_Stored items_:
= = = =
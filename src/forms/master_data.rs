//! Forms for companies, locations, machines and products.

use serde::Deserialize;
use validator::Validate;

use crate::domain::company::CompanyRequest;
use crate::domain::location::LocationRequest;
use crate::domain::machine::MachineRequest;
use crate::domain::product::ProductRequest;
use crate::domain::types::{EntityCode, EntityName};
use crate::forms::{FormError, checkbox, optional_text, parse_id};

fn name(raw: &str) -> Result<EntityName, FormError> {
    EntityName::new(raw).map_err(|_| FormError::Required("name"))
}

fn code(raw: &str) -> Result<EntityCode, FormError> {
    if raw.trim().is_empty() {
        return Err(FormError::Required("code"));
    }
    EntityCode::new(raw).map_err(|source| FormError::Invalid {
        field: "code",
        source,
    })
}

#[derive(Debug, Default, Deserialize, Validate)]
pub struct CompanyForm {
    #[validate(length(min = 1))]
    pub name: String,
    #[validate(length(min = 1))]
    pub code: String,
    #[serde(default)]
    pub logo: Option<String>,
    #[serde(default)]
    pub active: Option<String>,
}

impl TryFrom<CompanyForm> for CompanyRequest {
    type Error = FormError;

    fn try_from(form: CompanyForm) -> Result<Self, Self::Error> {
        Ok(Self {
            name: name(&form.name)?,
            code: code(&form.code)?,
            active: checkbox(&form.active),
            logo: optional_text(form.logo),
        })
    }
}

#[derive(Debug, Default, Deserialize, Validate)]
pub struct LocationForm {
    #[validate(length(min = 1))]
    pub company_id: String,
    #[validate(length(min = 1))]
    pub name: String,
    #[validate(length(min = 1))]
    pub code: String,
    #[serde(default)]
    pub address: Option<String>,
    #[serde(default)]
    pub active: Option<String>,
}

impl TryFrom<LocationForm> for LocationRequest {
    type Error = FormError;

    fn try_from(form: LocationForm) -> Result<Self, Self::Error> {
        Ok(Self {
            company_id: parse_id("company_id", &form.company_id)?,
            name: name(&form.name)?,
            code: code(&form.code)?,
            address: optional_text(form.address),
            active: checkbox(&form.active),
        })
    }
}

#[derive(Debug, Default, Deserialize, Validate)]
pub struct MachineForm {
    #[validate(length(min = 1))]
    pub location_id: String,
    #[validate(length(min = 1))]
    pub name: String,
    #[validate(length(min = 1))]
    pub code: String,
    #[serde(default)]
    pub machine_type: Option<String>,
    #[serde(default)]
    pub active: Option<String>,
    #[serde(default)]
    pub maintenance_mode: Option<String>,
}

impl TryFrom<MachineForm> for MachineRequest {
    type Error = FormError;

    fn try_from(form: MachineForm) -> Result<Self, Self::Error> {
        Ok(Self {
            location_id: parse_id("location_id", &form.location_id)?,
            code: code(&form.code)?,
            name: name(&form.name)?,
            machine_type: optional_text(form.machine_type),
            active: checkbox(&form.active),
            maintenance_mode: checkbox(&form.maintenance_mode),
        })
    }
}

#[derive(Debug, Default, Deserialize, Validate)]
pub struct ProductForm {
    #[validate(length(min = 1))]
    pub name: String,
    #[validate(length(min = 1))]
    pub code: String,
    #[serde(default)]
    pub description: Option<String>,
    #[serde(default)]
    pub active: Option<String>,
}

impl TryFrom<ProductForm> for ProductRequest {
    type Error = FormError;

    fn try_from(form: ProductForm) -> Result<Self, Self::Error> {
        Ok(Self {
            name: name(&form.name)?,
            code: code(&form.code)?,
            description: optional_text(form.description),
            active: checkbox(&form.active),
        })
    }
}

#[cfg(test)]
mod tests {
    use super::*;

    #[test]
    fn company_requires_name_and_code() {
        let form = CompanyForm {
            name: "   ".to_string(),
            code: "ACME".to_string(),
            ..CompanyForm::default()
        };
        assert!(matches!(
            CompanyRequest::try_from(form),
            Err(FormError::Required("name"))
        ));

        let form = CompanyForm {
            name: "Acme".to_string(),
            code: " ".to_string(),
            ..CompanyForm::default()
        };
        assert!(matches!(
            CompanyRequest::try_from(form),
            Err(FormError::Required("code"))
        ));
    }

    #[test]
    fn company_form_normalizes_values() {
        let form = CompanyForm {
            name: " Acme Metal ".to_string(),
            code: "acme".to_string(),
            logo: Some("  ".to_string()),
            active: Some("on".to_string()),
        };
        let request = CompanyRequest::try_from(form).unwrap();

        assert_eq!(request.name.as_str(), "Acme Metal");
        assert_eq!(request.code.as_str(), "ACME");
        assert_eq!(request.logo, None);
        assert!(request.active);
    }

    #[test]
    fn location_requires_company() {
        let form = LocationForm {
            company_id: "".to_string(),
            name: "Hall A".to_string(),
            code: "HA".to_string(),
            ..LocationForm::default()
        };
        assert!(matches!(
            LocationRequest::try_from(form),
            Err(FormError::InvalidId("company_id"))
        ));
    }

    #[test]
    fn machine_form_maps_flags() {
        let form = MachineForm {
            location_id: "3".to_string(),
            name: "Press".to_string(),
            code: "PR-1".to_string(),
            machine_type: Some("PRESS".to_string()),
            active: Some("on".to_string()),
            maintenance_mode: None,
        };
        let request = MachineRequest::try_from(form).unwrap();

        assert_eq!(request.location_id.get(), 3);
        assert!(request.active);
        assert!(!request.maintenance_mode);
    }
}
= = = =
_PROBLEM TO WORK ON_:
Set down the data exactly.

_ANSWER SECTION_:
filename src/forms/master_data.rs
//! Forms for companies, locations, machines and products.

use serde::Deserialize;
use validator::Validate;

use crate::domain::company::CompanyRequest;
use crate::domain::location::LocationRequest;
use crate::domain::machine::MachineRequest;
use crate::domain::product::ProductRequest;
use crate::domain::types::{EntityCode, EntityName};
use crate::forms::{FormError, checkbox, optional_text, parse_id};

fn name(raw: &str) -> Result<EntityName, FormError> {
    EntityName::new(raw).map_err(|_| FormError::Required("name"))
}

fn code(raw: &str) -> Result<EntityCode, FormError> {
    if raw.trim().is_empty() {
        return Err(FormError::Required("code"));
    }
    EntityCode::new(raw).map_err(|source| FormError::Invalid {
        field: "code",
        source,
    })
}

#[derive(Debug, Default, Deserialize, Validate)]
pub struct CompanyForm {
    #[validate(length(min = 1))]
    pub name: String,
    #[validate(length(min = 1))]
    pub code: String,
    #[serde(default)]
    pub logo: Option<String>,
    #[serde(default)]
    pub active: Option<String>,
}

impl TryFrom<CompanyForm> for CompanyRequest {
    type Error = FormError;

    fn try_from(form: CompanyForm) -> Result<Self, Self::Error> {
        Ok(Self {
            name: name(&form.name)?,
            code: code(&form.code)?,
            active: checkbox(&form.active),
            logo: optional_text(form.logo),
        })
    }
}

#[derive(Debug, Default, Deserialize, Validate)]
pub struct LocationForm {
    #[validate(length(min = 1))]
    pub company_id: String,
    #[validate(length(min = 1))]
    pub name: String,
    #[validate(length(min = 1))]
    pub code: String,
    #[serde(default)]
    pub address: Option<String>,
    #[serde(default)]
    pub active: Option<String>,
}

impl TryFrom<LocationForm> for LocationRequest {
    type Error = FormError;

    fn try_from(form: LocationForm) -> Result<Self, Self::Error> {
        Ok(Self {
            company_id: parse_id("company_id", &form.company_id)?,
            name: name(&form.name)?,
            code: code(&form.code)?,
            address: optional_text(form.address),
            active: checkbox(&form.active),
        })
    }
}

#[derive(Debug, Default, Deserialize, Validate)]
pub struct MachineForm {
    #[validate(length(min = 1))]
    pub location_id: String,
    #[validate(length(min = 1))]
    pub name: String,
    #[validate(length(min = 1))]
    pub code: String,
    #[serde(default)]
    pub machine_type: Option<String>,
    #[serde(default)]
    pub active: Option<String>,
    #[serde(default)]
    pub maintenance_mode: Option<String>,
}

impl TryFrom<MachineForm> for MachineRequest {
    type Error = FormError;

    fn try_from(form: MachineForm) -> Result<Self, Self::Error> {
        Ok(Self {
            location_id: parse_id("location_id", &form.location_id)?,
            code: code(&form.code)?,
            name: name(&form.name)?,
            machine_type: optional_text(form.machine_type),
            active: checkbox(&form.active),
            maintenance_mode: checkbox(&form.maintenance_mode),
        })
    }
}

#[derive(Debug, Default, Deserialize, Validate)]
pub struct ProductForm {
    #[validate(length(min = 1))]
    pub name: String,
    #[validate(length(min = 1))]
    pub code: String,
    #[serde(default)]
    pub description: Option<String>,
    #[serde(default)]
    pub active: Option<String>,
}

impl TryFrom<ProductForm> for ProductRequest {
    type Error = FormError;

    fn try_from(form: ProductForm) -> Result<Self, Self::Error> {
        Ok(Self {
            name: name(&form.name)?,
            code: code(&form.code)?,
            description: optional_text(form.description),
            active: checkbox(&form.active),
        })
    }
}

#[cfg(test)]
mod tests {
    use super::*;

    #[test]
    fn company_requires_name_and_code() {
        let form = CompanyForm {
            name: "   ".to_string(),
            code: "ACME".to_string(),
            ..CompanyForm::default()
        };
        assert!(matches!(
            CompanyRequest::try_from(form),
            Err(FormError::Required("name"))
        ));

        let form = CompanyForm {
            name: "Acme".to_string(),
            code: " ".to_string(),
            ..CompanyForm::default()
        };
        assert!(matches!(
            CompanyRequest::try_from(form),
            Err(FormError::Required("code"))
        ));
    }

    #[test]
    fn company_form_normalizes_values() {
        let form = CompanyForm {
            name: " Acme Metal ".to_string(),
            code: "acme".to_string(),
            logo: Some("  ".to_string()),
            active: Some("on".to_string()),
        };
        let request = CompanyRequest::try_from(form).unwrap();

        assert_eq!(request.name.as_str(), "Acme Metal");
        assert_eq!(request.code.as_str(), "ACME");
        assert_eq!(request.logo, None);
        assert!(request.active);
    }

    #[test]
    fn location_requires_company() {
        let form = LocationForm {
            company_id: "".to_string(),
            name: "Hall A".to_string(),
            code: "HA".to_string(),
            ..LocationForm::default()
        };
        assert!(matches!(
            LocationRequest::try_from(form),
            Err(FormError::InvalidId("company_id"))
        ));
    }

    #[test]
    fn machine_form_maps_flags() {
        let form = MachineForm {
            location_id: "3".to_string(),
            name: "Press".to_string(),
            code: "PR-1".to_string(),
            machine_type: Some("PRESS".to_string()),
            active: Some("on".to_string()),
            maintenance_mode: None,
        };
        let request = MachineRequest::try_from(form).unwrap();

        assert_eq!(request.location_id.get(), 3);
        assert!(request.active);
        assert!(!request.maintenance_mode);
    }
}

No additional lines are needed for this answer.